Denis est le formidable passeur des émotions sincères que j’ai moi-même ressenties lors de ces rencontres.
 
Puis quand tu lui files des romans que tu as aimés, il les lit et va au challenge (parfois il me renvoie mes livres en disant que c’est bien mais que c’est impossible à monter, et je râle) : comment adapte-t-on Le Champ de Bataille de Jérôme Colin ? Le Laujol cherche et il trouve. Parfois c’est lui qui agite le roman, s’éprend d’un prix Goncourt, me transmet son enthousiasme et ça donne le magnifique Pas Pleurer de Lydie Salvayre.
 
Denis Laujol, je le vis comme un aventurier d’avant les destinations chartérisées.
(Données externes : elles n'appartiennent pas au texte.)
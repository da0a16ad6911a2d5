//! Record Iterator
//!
//! Sequential iteration over the records of a `treasures` file.

use std::fs::File;
use std::io::{BufReader, ErrorKind, Read};

use crate::error::{Result, StepContext};
use crate::record::{self, Treasure, RECORD_SIZE};

/// Lazy iterator over records, in file order
///
/// Reads `RECORD_SIZE` chunks until a read comes up short. A short tail is
/// the clean end of the stream, not an error. Restart by opening a new one.
pub struct RecordIter {
    reader: BufReader<File>,
    /// Set once the end (or an error) has been reached
    finished: bool,
}

impl RecordIter {
    pub(super) fn new(file: File) -> Self {
        Self {
            reader: BufReader::new(file),
            finished: false,
        }
    }

    /// Read the next raw record, exactly as stored
    pub fn next_chunk(&mut self) -> Result<Option<[u8; RECORD_SIZE]>> {
        if self.finished {
            return Ok(None);
        }

        let mut chunk = [0u8; RECORD_SIZE];
        let filled = match read_full(&mut self.reader, &mut chunk) {
            Ok(n) => n,
            Err(e) => {
                self.finished = true;
                return Err(e).step("Failed to read treasures file");
            }
        };

        if filled < RECORD_SIZE {
            if filled > 0 {
                tracing::debug!(bytes = filled, "Ignoring partial record at end of file");
            }
            self.finished = true;
            return Ok(None);
        }

        Ok(Some(chunk))
    }
}

impl Iterator for RecordIter {
    type Item = Result<Treasure>;

    fn next(&mut self) -> Option<Self::Item> {
        match self.next_chunk() {
            Ok(Some(chunk)) => Some(Ok(record::decode(&chunk))),
            Ok(None) => None,
            Err(e) => Some(Err(e)),
        }
    }
}

/// Fill `buf` as far as the reader allows, returning the byte count
fn read_full(reader: &mut impl Read, buf: &mut [u8]) -> std::io::Result<usize> {
    let mut filled = 0;
    while filled < buf.len() {
        match reader.read(&mut buf[filled..]) {
            Ok(0) => break,
            Ok(n) => filled += n,
            Err(e) if e.kind() == ErrorKind::Interrupted => continue,
            Err(e) => return Err(e),
        }
    }
    Ok(filled)
}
Un homme qui sait prendre le temps, jouissant de chaque rencontre et la buvant jusqu’à la lie, en lui donnant le temps qu’il faut. A la direction artistique, j’ai parfois quelques intuitions. Et je lui en remplis sa besace. Qu’il s’en empare ou pas.
 
Fort de ces années passées ensemble, et désireux de soutenir les recherches de Denis Laujol, de sa compagnie Ad Hominem et de son vieux complice Julien Jaillot, notamment pour ce qui concerne le théâtre de témoignage, nous lui avons proposé une résidence de trois ans destinée à poursuivre son travail : écouter, lire, rencontrer et essayer les choses qu’il souhaite sur le plateau, avec un peu de sous pour ce faire. Confortablement et en autonomie. Denis Laujol a accepté notre proposition.